The international breastfeeding community includes people who actively promote breastfeeding, teach breastfeeding, research breastfeeding and related health issues, and who write about breastfeeding and the ways it influences mothering, parenting and family life.

When La Leche League (LLL) was organized in 1956, it became a central place of contact for women looking for information, researchers and health professionals searching for peers, mothers hoping for encouragement and support, and writers wanting to connect with each other and share knowledge and insight.

As breastfeeding women began to join League and attend meetings they also became a willing market for publications about nursing and parenting. La Leche League conferences (local, national and international) created venues for speakers, for researchers to present their findings, and for new books to be released. As more women became college educated and entered the work force, they began to create new health fields, such as lactation consultation. Today, there are lactivists, women and men who actively promote the health benefits of breastfeeding for mothers, babies and communities, and who protest companies and corporations who discriminate against breastfeeding women.

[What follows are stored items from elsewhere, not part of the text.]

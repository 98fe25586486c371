use anyhow::{Context, Result};
use serde::{Deserialize, Serialize};
use std::fs;
use std::path::{Path, PathBuf};
use std::time::Duration;

/// Directory holding config, history and the lock file
pub const WORK_DIR: &str = ".renbatch";

pub fn work_dir(root: &Path) -> PathBuf {
    root.join(WORK_DIR)
}

#[derive(Debug, Clone, Serialize, Deserialize, Default)]
pub struct Config {
    #[serde(default)]
    pub defaults: DefaultsConfig,
}

#[derive(Debug, Clone, Serialize, Deserialize)]
pub struct DefaultsConfig {
    /// How long to wait for a job before switching to a progress display
    #[serde(default = "default_wait_timeout_ms")]
    pub wait_timeout_ms: u64,

    /// Default output format: "summary" or "json"
    #[serde(default = "default_output")]
    pub output: String,

    /// Strip invalid characters from destination names without asking
    #[serde(default)]
    pub sanitize_names: bool,

    /// Number of history entries kept after each rename
    #[serde(default = "default_history_limit")]
    pub history_limit: usize,

    /// Whether to use color output by default (None = auto-detect)
    #[serde(default)]
    pub use_color: Option<bool>,
}

impl Default for DefaultsConfig {
    fn default() -> Self {
        Self {
            wait_timeout_ms: default_wait_timeout_ms(),
            output: default_output(),
            sanitize_names: false,
            history_limit: default_history_limit(),
            use_color: None,
        }
    }
}

impl DefaultsConfig {
    pub fn wait_timeout(&self) -> Duration {
        Duration::from_millis(self.wait_timeout_ms)
    }
}

fn default_wait_timeout_ms() -> u64 {
    2000
}

fn default_output() -> String {
    "summary".to_string()
}

fn default_history_limit() -> usize {
    500
}

impl Config {
    /// Load config from .renbatch/config.toml under the current directory
    pub fn load() -> Result<Self> {
        let cwd = std::env::current_dir().context("Failed to get current directory")?;
        Self::load_from_root(&cwd)
    }

    /// Load config from `<root>/.renbatch/config.toml`, or defaults if absent
    pub fn load_from_root(root: &Path) -> Result<Self> {
        let config_path = work_dir(root).join("config.toml");
        if config_path.exists() {
            return Self::load_from_path(&config_path);
        }

        Ok(Self::default())
    }

    /// Load config from a specific path
    pub fn load_from_path(path: &Path) -> Result<Self> {
        let content = fs::read_to_string(path)
            .with_context(|| format!("Failed to read config {}", path.display()))?;
        let config: Self = toml::from_str(&content)
            .with_context(|| format!("Failed to parse config {}", path.display()))?;
        Ok(config)
    }

    /// Save config to `<root>/.renbatch/config.toml`
    pub fn save(&self, root: &Path) -> Result<()> {
        let config_dir = work_dir(root);

        if !config_dir.exists() {
            fs::create_dir_all(&config_dir)?;
        }

        self.save_to_path(&config_dir.join("config.toml"))
    }

    /// Save config to a specific path
    pub fn save_to_path(&self, path: &Path) -> Result<()> {
        let content = toml::to_string_pretty(self)?;
        fs::write(path, content)?;
        Ok(())
    }
}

With the development of the internet, individual women can share their breastfeeding experiences, sites can be created that address medical issues, research can be shared throughout the world, and governments can promote breastfeeding as a tool to improve the general health of their entire populations.

This list starts small, with the names of the founders of La Leche League, and then links to articles about the most well-known writers and researchers in the field of breastfeeding today. It includes the most authoritative sites with breastfeeding information, and some smaller sites that address important aspects of breastfeeding. The world health community encourages breastfeeding with sites aimed at a national and international audience.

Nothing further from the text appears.